僕が僕であるために。

尾崎豊、当時は好きじゃなかったの。
尾崎がデビューしたのが、俺が中坊のとき。その頃は「学校ドロップアウトした奴が、何を偉そうなこと喚いてんだ。こっちは色んなことがありながら頑張ってるんだよ」って思ってた。ウザかったんだよ。

でさ、時間が有り余ってるんで、久しぶりに「十七歳の地図」を引っ張り出してきて、聴いてみた。

いいんだわ。

なんで30半ば過ぎのおっさんが、17歳のガキの書いた詞に感動せねばならんのか。

17歳の時に尾崎が選んだ言葉は、当時ティーンエージャーになりたてだった自分にとっては、それなりの重さ/軽さしか感じさせなかった。

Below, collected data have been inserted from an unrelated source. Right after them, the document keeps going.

//! # clickpot-settlement
//!
//! **Finality plane**: payout application, ranking, result history, and
//! the credit conservation invariant.
//!
//! ## Settlement flow
//!
//! The engine receives the final [`Standings`](clickpot_session::Standings)
//! of a room and:
//! 1. Counts the game for every participant
//! 2. Consumes the bet via [`EscrowLedger::settle`](clickpot_escrow::EscrowLedger::settle)
//! 3. Credits payouts into the [`BalanceBook`](clickpot_escrow::BalanceBook)
//! 4. Accrues the house fee and the winner's stats
//! 5. Appends the bounded result record
//! 6. Verifies `Σ balances + Σ escrowed + house = Σ grants`
//!
//! Step 6 is the ultimate safety net — if conservation breaks, something
//! has gone catastrophically wrong and settlement halts with a critical
//! error rather than propagating a corrupted ledger.

pub mod conservation;
pub mod engine;
pub mod ranking;
pub mod results;

pub use conservation::CreditConservation;
pub use engine::{RoomSettlement, SettlementEngine};
pub use ranking::RankingBoard;
pub use results::ResultLog;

でも今、このアルバムを創った時の尾崎の年齢をはるかに超えて、それどころか尾崎が死んだ年齢さえ軽く超えて、改めて聴き直してみると、重いんだよ。言葉のひとつひとつが。

多分、あの頃尾崎が感じていたそれぞれの言葉の重みより、今、自分が感じている重みの方が、年を重ねた分確実に、重い。

無意味の様な生き方 金のためじゃなく 夢のため 愛のため そんなものにかけてみるさ…
どんな生き方になるにしても 自分を捨てやしないよ…

あの日見つけたはずの真実とはまるで逆へと歩いてしまう…

僕が僕であるために 勝ち続けなきゃならない…

……
まぁ別に、17歳のガキの青臭い言葉たちに今更影響されてどうこう、って事じゃないけどさ。ただ十代の頃の、もしかしたら只のカッコつけでうわべだけのこんな言葉たちが、年を食って、改めてココロに突き刺さるって面白いね。

40過ぎて、同世代の哀しさとか、閉塞感とか、意地とかを歌う尾崎豊を聴いてみたかった。